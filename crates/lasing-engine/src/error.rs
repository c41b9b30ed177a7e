//! Error types for the engine binary.
//!
//! [`EngineError`] is the top-level error type that wraps all possible
//! failure modes during engine startup and the simulation run.

/// Top-level error for the engine binary.
///
/// Each variant wraps a specific subsystem error, providing a single
/// error type that `main` can propagate with `?`.
#[derive(Debug, thiserror::Error)]
pub enum EngineError {
    /// Configuration loading failed.
    #[error("config error: {source}")]
    Config {
        /// The underlying config error.
        #[from]
        source: lasing_core::config::ConfigError,
    },

    /// Building the simulation failed.
    #[error("simulation error: {source}")]
    Simulation {
        /// The underlying simulation error.
        #[from]
        source: lasing_core::tick::SimulationError,
    },

    /// Simulation runner failed.
    #[error("runner error: {source}")]
    Runner {
        /// The underlying runner error.
        #[from]
        source: lasing_core::runner::RunnerError,
    },

    /// The run report could not be serialized.
    #[error("report error: {source}")]
    Report {
        /// The underlying serialization error.
        #[from]
        source: serde_json::Error,
    },

    /// The photon population diverged and the run was aborted.
    #[error("runaway divergence at frame {frame}: the configured rates produce unbounded photon growth")]
    Runaway {
        /// Frame at which the run was aborted.
        frame: u64,
    },
}
/// Exclusive owner of every live photon.
#[derive(Debug, Clone)]
pub struct PhotonPool {
    /// Live photons.
    photons: Vec<Photon>,
    /// Live photons that have not been transmitted.
    in_cavity: u32,
    /// Cumulative transmissions since the last reset.
    output_total: u64,
    /// Stimulated emission probability per Lasing-cell encounter.
    cross: Probability,
    /// Velocity magnitude.
    speed: i64,
    /// Failsafe ceiling on live photons.
    max_live: u32,
    /// Cavity layout.
    geometry: CavityGeometry,
}

impl PhotonPool {
    /// Create an empty pool.
    ///
    /// # Errors
    ///
    /// Returns [`CavityError::Rate`] if `cross` is not a probability, or
    /// [`CavityError::InvalidParameter`] for a zero speed or ceiling.
    pub fn new(config: &PhotonConfig, geometry: CavityGeometry) -> Result<Self, CavityError> {
        let cross = Probability::new("photons.cross", config.cross)?;
        if config.speed == 0 {
            return Err(CavityError::InvalidParameter {
                name: "photons.speed",
                value: config.speed,
            });
        }
        if config.max_live == 0 {
            return Err(CavityError::InvalidParameter {
                name: "photons.max_live",
                value: config.max_live,
            });
        }
        Ok(Self {
            photons: Vec::new(),
            in_cavity: 0,
            output_total: 0,
            cross,
            speed: i64::from(config.speed),
            max_live: config.max_live,
            geometry,
        })
    }

    /// The cavity layout photons move in.
    pub const fn geometry(&self) -> &CavityGeometry {
        &self.geometry
    }

    /// Number of live photons.
    pub const fn len(&self) -> usize {
        self.photons.len()
    }

    /// Whether no photons are live.
    pub const fn is_empty(&self) -> bool {
        self.photons.is_empty()
    }

    /// Current photon counters.
    pub fn counts(&self) -> PhotonCounts {
        PhotonCounts {
            live: u32::try_from(self.photons.len()).unwrap_or(u32::MAX),
            in_cavity: self.in_cavity,
            output_total: self.output_total,
        }
    }

    /// Enumerate live photons for rendering.
    pub fn photons(&self) -> impl Iterator<Item = PhotonSnapshot> + '_ {
        self.photons.iter().map(Photon::snapshot)
    }

    /// Add a photon to the live set.
    ///
    /// # Errors
    ///
    /// Returns [`CavityError::Runaway`] if the live set now exceeds the
    /// ceiling. The photon is kept; the caller is expected to abort.
    pub fn insert(&mut self, photon: Photon) -> Result<(), CavityError> {
        if !photon.escaped {
            self.in_cavity = self.in_cavity.saturating_add(1);
        }
        self.photons.push(photon);
        self.check_ceiling()
    }

    /// Create a spontaneous-emission photon at a medium cell with a random
    /// direction.
    ///
    /// # Errors
    ///
    /// Returns [`CavityError::Runaway`] if the live set now exceeds the
    /// ceiling.
    pub fn emit_spontaneous(&mut self, cell: CellPosition, rng: &mut impl Rng) -> Result<(), CavityError> {
        let velocity = if rng.random::<bool>() {
            self.speed
        } else {
            self.speed.saturating_neg()
        };
        self.insert(Photon {
            position: self.geometry.cell_to_domain(cell),
            velocity,
            group: 0,
            escaped: false,
        })
    }

    /// Remove every photon and zero the counters.
    pub fn clear(&mut self) {
        self.photons.clear();
        self.in_cavity = 0;
        self.output_total = 0;
    }

    /// Advance every live photon by one step.
    ///
    /// `grid` supplies (and receives) the stimulated-emission interaction;
    /// `cavity` supplies the output coupler reflectivity for this tick.
    ///
    /// # Errors
    ///
    /// Returns [`CavityError::Runaway`] if the live set exceeds the ceiling
    /// after the pass.
    pub fn update_all(
        &mut self,
        grid: &mut FluorophoreGrid,
        cavity: &CavityController,
        rng: &mut impl Rng,
    ) -> Result<PassReport, CavityError> {
        let q = cavity.reflectivity();
        let mut report = PassReport::default();
        let mut keep = Vec::with_capacity(self.photons.len());
        let mut spawned = Vec::new();

        for photon in &mut self.photons {
            let region = self
                .geometry
                .classify(grid, photon.position, photon.escaped);

            match region {
                Region::Medium(cell) => {
                    if grid.state(cell) == Some(FluorophoreState::Lasing)
                        && self.cross.sample(rng)
                        && grid.stimulate(cell)
                    {
                        spawned.push(stimulated_copy(photon, &self.geometry, rng));
                        report.stimulated = report.stimulated.saturating_add(1);
                    }
                    photon.advance();
                }
                Region::FarMirror => {
                    photon.reflect();
                    photon.advance();
                }
                Region::OutputCoupler => {
                    if q.sample(rng) {
                        photon.reflect();
                    } else {
                        photon.escaped = true;
                        self.in_cavity = self.in_cavity.saturating_sub(1);
                        self.output_total = self.output_total.saturating_add(1);
                        report.transmitted = report.transmitted.saturating_add(1);
                    }
                    photon.advance();
                }
                Region::DomainEdge => {
                    report.removed = report.removed.saturating_add(1);
                    keep.push(false);
                    continue;
                }
                Region::Free => photon.advance(),
            }
            keep.push(true);
        }

        if report.removed > 0 {
            let mut flags = keep.into_iter();
            self.photons.retain(|_| flags.next().unwrap_or(true));
        }

        self.in_cavity = self
            .in_cavity
            .saturating_add(u32::try_from(spawned.len()).unwrap_or(u32::MAX));
        self.photons.extend(spawned);

        trace!(
            live = self.photons.len(),
            stimulated = report.stimulated,
            transmitted = report.transmitted,
            removed = report.removed,
            "Photon pass complete"
        );

        self.check_ceiling()?;
        Ok(report)
    }

    fn check_ceiling(&self) -> Result<(), CavityError> {
        let live = self.photons.len();
        if live > usize::try_from(self.max_live).unwrap_or(usize::MAX) {
            error!(live, ceiling = self.max_live, "Photon count exceeded failsafe ceiling");
            return Err(CavityError::Runaway {
                live,
                ceiling: self.max_live,
            });
        }
        Ok(())
    }
}

/// A stimulated photon next to `parent`: jittered by up to one cell on each
/// axis, rows clamped to the medium, same velocity.
///
/// The axial offset is not clamped, so a jittered photon may start just
/// outside the medium. Either offset may be zero, so a child can start on
/// its parent's cell.
fn stimulated_copy(parent: &Photon, geometry: &CavityGeometry, rng: &mut impl Rng) -> Photon {
    let dx: i64 = rng.random_range(-1..=1);
    let dy: i64 = rng.random_range(-1..=1);
    Photon {
        position: PhotonPosition {
            x: parent.position.x.saturating_add(dx),
            y: geometry.clamp_row(parent.position.y.saturating_add(dy)),
        },
        velocity: parent.velocity,
        group: parent.group.saturating_add(1),
        escaped: false,
    }
}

#### The problem
Out of the records above, pull the lines that include the word "derive".

#### Exercise result
#[derive(Debug, thiserror::Error)]
#[derive(Debug, Clone)]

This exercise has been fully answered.